Not Really Dead

(1 customer review)


One number, one letter: 3D. Two characters, nine cuts, their edges always crossing, carved sharply into Danielle’s bleeding flesh. She’d seen it before. On his other victims’ bodies.

The crimes: horrifying

After a high-profile victim survives a brutal attack in her own home, FBI special agent Tess Winnett accepts to handle the investigation off-book. With every question she asks, the truth unveiled poses more questions, but leads to only one possible conclusion: The Word Killer is back.

The evidence: disturbing

The Word Killer has emerged after years of absence, more blood-thirsty and vicious than ever. Yet, his identity remains hidden, a mystery figure among the city’s millions, despite DNA evidence left at each crime scene. An impulsive murderer, disorganized and lightning-fast, fueled by an all-consuming rage that cannot be quenched. The worst kind of killer there is.
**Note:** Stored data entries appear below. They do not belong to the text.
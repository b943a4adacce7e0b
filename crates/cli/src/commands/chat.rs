//! `gemrelay chat`: interactive or single-message chat mode.
//!
//! Goes through the same [`PromptManager`] as the HTTP gateway, so history
//! and response clean-up behave identically.

use std::io::Write;
use std::path::Path;
use std::sync::Arc;

use gemrelay_chat::PromptManager;
use gemrelay_core::SessionId;
use tokio::io::{AsyncBufReadExt, BufReader};

use super::{load_config, missing_key_error};

pub async fn run(
    config_path: &Path,
    message: Option<String>,
    session: Option<String>,
) -> Result<(), Box<dyn std::error::Error>> {
    let config = load_config(config_path)?;
    if !config.has_api_key() {
        return Err(missing_key_error(config_path));
    }

    let provider = gemrelay_providers::build_from_config(&config)?;
    let manager = Arc::new(PromptManager::from_config(provider, &config));
    let session = session.map(SessionId::from).unwrap_or_default();

    if let Some(msg) = message {
        eprint!("  Thinking...");
        let result = manager.generate(&session, &msg).await;
        eprint!("\r              \r");
        println!("{}", result?);
        return Ok(());
    }

    println!();
    println!("  GemRelay Chat");
    println!();
    println!("  Provider:  {}", manager.provider_name());
    println!("  Model:     {}", manager.model());
    println!("  Session:   {session}");
    println!("  History:   {} entries", config.history.max_entries);
    println!();
    println!("  Type your message and press Enter.");
    println!("  /reset clears the conversation, /history shows it.");
    println!("  Type 'exit' or Ctrl+C to quit.");
    println!();

    let mut lines = BufReader::new(tokio::io::stdin()).lines();
    prompt()?;

    while let Some(line) = lines.next_line().await? {
        let input = line.trim();
        match input {
            "" => {}
            "exit" | "quit" => break,
            "/reset" => {
                manager.reset(&session).await;
                println!("  (conversation cleared)");
            }
            "/history" => {
                for entry in manager.history(&session).await {
                    println!("  | {entry}");
                }
            }
            _ => {
                eprint!("  ...");
                match manager.generate(&session, input).await {
                    Ok(response) => {
                        eprint!("\r     \r");
                        println!();
                        for line in response.lines() {
                            println!("  Gemini > {line}");
                        }
                        println!();
                    }
                    Err(e) => {
                        eprint!("\r     \r");
                        eprintln!("  [Error] {e}");
                        println!();
                    }
                }
            }
        }
        prompt()?;
    }

    println!();
    println!("  Goodbye!");
    println!();
    Ok(())
}

fn prompt() -> std::io::Result<()> {
    print!("  You > ");
    std::io::stdout().flush()
}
Then, why did his latest victim survive? Why was Danielle still alive?

The memories: agonizing

A strong sense of deja-vu brings unwanted memories from a buried past Tess never wanted to relive. But if she wants to save the lives at stake when the killer’s latest deadline expires, she has to embrace who she has once been: the victim, the survivor, the fighter.

If she makes one mistake, lives will be lost. If she doesn’t see him coming, lives will be lost. And the blood will be on her hands.

The best-selling author of The Watson Girl is back with another suspenseful, gripping crime thriller. If you’re a fan of David Baldacci, Melinda Leigh, and James Patterson, you will enjoy Leslie Wolfe’s enthralling police procedural that will keep you listening until dawn.

1 review for Not Really Dead

  1. Julie Howard

    I still loved it. I read the book when it first came out and hoped it would be released on audible but with it being a novella (a lot shorter than normal) I wasn’t sure it would, I was pleasantly surprised to see it had and I just had to get it. Glad I did it was fun reading it but with Gwendolyn as the narrator the story just comes alive. I love Tess, with her take no nonsense attitude but In this book you see her a bit more vulnerable as the case hits a little close to home. I like the way she works out the clues left by the killer but I still wish it had been longer mainly because I didn’t want the story to end so quickly. Can’t wait for the next Tess book.
    Tess is in trouble with her boss again, this time for shooting a suspect and he wants her to look into a financial fraud case but how can she do that when another serial killer is roaming the streets killing woman. The only clues he leaves behind are the letters and numbers carved into the victims backs and the words he paints on the walls in there blood. That is until now. One of the victims isn’t dead and begs Tess for help to keep her attack secret. Can Tess work out the reason for the carvings and stop a killer before he strikes again? A killer that she shouldn’t be investigating. Going it alone is normal for Tess as she works best on her own but can she do it on a case that brings back so many memories of her own attack.
    Gwendolyn is such a great narrator and one of my favourites, so combine a excellent narrator with a great book and you get a five star book, if only it was a longer story so the magic could last.